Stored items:
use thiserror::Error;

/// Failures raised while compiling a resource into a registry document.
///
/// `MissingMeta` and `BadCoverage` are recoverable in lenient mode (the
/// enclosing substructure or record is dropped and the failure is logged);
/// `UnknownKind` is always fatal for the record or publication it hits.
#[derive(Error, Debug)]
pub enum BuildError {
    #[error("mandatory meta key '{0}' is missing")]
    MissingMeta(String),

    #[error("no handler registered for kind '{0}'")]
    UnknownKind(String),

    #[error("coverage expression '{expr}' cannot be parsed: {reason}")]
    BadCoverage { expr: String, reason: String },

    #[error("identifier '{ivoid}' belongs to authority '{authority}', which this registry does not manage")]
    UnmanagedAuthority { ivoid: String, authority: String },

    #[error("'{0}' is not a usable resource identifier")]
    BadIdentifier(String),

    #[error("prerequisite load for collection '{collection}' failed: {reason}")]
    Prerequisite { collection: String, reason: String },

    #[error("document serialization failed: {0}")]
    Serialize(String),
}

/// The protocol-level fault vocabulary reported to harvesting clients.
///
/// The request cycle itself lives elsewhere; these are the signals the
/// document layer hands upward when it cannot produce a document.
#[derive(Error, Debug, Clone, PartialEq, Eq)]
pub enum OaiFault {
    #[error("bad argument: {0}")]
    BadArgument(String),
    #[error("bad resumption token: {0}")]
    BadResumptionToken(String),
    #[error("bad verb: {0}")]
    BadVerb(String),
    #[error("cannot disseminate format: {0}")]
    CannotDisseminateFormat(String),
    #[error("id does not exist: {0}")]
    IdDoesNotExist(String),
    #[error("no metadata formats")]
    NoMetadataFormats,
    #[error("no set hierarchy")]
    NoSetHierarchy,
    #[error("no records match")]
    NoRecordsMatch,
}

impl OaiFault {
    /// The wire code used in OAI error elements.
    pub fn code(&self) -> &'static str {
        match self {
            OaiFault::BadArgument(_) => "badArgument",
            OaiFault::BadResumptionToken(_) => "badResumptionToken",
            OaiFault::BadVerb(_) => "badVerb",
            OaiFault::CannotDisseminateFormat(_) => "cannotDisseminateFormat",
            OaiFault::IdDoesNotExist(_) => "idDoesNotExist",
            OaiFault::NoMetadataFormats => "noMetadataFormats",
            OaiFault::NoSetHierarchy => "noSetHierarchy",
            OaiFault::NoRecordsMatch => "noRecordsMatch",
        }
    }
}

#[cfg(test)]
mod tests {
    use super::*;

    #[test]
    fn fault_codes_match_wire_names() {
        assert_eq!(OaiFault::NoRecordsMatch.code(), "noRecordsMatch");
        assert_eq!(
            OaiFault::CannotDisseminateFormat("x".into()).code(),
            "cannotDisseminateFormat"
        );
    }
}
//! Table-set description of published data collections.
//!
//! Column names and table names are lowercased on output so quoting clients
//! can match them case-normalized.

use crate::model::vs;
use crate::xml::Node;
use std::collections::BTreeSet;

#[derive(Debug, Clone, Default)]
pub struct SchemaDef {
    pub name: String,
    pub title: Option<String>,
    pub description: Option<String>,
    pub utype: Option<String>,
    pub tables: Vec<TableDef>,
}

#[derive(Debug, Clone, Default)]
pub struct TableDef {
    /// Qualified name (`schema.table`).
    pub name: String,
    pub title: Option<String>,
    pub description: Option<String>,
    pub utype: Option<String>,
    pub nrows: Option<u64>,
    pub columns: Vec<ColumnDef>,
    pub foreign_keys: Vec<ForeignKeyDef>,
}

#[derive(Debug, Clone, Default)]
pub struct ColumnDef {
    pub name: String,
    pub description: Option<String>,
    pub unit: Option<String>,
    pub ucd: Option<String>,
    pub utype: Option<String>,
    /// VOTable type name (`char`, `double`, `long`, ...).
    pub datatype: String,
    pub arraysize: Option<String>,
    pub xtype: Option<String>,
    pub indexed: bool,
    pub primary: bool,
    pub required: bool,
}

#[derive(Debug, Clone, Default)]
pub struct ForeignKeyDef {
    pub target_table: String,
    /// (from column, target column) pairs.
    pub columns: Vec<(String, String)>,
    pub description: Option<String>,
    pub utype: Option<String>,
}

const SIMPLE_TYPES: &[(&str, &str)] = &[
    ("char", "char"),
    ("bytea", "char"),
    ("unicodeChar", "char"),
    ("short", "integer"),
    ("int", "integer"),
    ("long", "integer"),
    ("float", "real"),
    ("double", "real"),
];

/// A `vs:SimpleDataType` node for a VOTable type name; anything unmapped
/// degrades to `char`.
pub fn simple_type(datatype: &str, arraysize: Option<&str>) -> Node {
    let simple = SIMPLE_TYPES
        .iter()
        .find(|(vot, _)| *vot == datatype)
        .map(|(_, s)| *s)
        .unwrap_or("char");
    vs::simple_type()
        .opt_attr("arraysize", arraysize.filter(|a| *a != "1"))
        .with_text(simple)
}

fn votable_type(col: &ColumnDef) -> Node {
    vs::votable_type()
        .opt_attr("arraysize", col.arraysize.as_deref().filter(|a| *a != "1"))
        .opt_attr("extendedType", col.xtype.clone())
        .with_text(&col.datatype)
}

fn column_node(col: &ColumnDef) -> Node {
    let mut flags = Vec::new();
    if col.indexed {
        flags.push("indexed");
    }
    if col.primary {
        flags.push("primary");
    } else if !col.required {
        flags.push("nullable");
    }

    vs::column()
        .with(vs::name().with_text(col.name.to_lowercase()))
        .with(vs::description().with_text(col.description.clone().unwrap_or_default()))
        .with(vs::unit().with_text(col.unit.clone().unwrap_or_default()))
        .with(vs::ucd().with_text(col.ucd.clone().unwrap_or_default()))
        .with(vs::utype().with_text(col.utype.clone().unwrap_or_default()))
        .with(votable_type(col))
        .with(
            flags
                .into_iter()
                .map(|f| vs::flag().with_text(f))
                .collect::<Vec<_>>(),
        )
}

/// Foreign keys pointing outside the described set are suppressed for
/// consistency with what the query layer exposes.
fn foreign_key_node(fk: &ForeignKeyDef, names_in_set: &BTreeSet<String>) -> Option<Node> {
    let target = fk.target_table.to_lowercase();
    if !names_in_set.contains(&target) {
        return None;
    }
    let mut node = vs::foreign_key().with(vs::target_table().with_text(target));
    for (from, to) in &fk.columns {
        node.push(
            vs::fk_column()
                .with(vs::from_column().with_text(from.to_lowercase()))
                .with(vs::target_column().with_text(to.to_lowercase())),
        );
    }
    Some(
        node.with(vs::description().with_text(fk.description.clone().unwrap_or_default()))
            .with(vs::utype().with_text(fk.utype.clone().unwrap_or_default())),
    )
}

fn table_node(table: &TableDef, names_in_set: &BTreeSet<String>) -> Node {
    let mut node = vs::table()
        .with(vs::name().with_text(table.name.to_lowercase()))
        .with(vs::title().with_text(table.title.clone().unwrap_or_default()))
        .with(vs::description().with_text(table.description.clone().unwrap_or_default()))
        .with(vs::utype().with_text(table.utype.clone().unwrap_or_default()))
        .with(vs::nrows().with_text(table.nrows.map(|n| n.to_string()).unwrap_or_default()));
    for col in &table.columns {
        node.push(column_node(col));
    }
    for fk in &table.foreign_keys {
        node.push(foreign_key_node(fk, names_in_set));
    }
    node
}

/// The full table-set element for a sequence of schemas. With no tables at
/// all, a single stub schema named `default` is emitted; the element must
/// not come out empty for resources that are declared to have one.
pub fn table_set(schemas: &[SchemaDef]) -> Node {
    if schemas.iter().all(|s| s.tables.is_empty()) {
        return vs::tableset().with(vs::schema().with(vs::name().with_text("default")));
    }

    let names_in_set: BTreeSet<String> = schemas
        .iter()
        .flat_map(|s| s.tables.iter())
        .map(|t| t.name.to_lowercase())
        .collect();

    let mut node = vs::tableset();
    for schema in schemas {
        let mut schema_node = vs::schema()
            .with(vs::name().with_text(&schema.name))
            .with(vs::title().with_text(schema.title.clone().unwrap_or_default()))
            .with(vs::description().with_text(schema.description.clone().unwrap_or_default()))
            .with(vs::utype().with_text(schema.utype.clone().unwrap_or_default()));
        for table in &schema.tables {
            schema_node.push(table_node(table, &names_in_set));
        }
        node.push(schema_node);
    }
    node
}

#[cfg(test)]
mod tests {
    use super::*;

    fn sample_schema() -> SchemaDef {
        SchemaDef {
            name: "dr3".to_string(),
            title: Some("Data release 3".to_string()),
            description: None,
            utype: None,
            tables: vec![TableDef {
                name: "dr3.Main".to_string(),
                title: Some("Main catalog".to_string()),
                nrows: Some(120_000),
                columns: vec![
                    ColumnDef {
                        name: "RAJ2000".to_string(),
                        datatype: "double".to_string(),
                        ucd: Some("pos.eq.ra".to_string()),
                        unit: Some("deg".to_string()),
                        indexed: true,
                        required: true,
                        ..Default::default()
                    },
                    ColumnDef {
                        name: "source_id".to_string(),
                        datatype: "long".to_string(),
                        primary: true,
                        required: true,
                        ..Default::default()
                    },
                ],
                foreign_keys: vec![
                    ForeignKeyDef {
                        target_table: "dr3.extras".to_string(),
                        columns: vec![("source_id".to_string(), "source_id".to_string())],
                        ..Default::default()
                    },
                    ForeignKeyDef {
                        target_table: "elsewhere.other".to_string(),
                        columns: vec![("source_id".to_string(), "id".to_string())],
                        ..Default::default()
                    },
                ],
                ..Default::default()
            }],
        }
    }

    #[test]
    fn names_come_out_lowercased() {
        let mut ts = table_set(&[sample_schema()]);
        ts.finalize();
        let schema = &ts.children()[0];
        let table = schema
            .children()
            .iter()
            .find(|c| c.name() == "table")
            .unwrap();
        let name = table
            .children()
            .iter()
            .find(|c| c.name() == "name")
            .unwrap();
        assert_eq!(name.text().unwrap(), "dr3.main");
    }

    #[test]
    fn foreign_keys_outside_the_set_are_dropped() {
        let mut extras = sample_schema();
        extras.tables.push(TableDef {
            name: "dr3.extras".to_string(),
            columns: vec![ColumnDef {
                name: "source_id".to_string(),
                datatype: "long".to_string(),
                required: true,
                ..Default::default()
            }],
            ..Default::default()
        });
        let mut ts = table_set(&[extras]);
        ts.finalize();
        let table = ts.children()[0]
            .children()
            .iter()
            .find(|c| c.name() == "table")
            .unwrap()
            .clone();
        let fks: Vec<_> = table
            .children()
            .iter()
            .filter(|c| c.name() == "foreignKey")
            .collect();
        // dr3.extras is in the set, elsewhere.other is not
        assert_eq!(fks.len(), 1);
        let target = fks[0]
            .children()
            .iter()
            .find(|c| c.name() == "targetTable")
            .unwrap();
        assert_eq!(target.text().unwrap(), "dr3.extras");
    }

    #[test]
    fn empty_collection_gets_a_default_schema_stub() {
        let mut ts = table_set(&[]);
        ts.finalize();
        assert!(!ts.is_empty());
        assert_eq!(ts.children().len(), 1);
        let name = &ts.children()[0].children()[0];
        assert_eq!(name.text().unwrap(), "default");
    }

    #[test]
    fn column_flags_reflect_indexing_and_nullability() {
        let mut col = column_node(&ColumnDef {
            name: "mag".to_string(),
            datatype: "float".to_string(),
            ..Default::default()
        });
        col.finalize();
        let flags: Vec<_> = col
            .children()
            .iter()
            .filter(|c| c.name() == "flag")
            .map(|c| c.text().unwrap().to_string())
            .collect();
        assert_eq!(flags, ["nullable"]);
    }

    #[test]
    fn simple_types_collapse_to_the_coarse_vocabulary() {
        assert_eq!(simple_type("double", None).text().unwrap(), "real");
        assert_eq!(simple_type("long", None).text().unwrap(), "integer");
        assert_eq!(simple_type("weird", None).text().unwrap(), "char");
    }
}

◆ **Your assignment**: Only the lines containing the word "unit" should be returned from the data above.

◆ **Task answer**:
    pub unit: Option<String>,
        .with(vs::unit().with_text(col.unit.clone().unwrap_or_default()))
                        unit: Some("deg".to_string()),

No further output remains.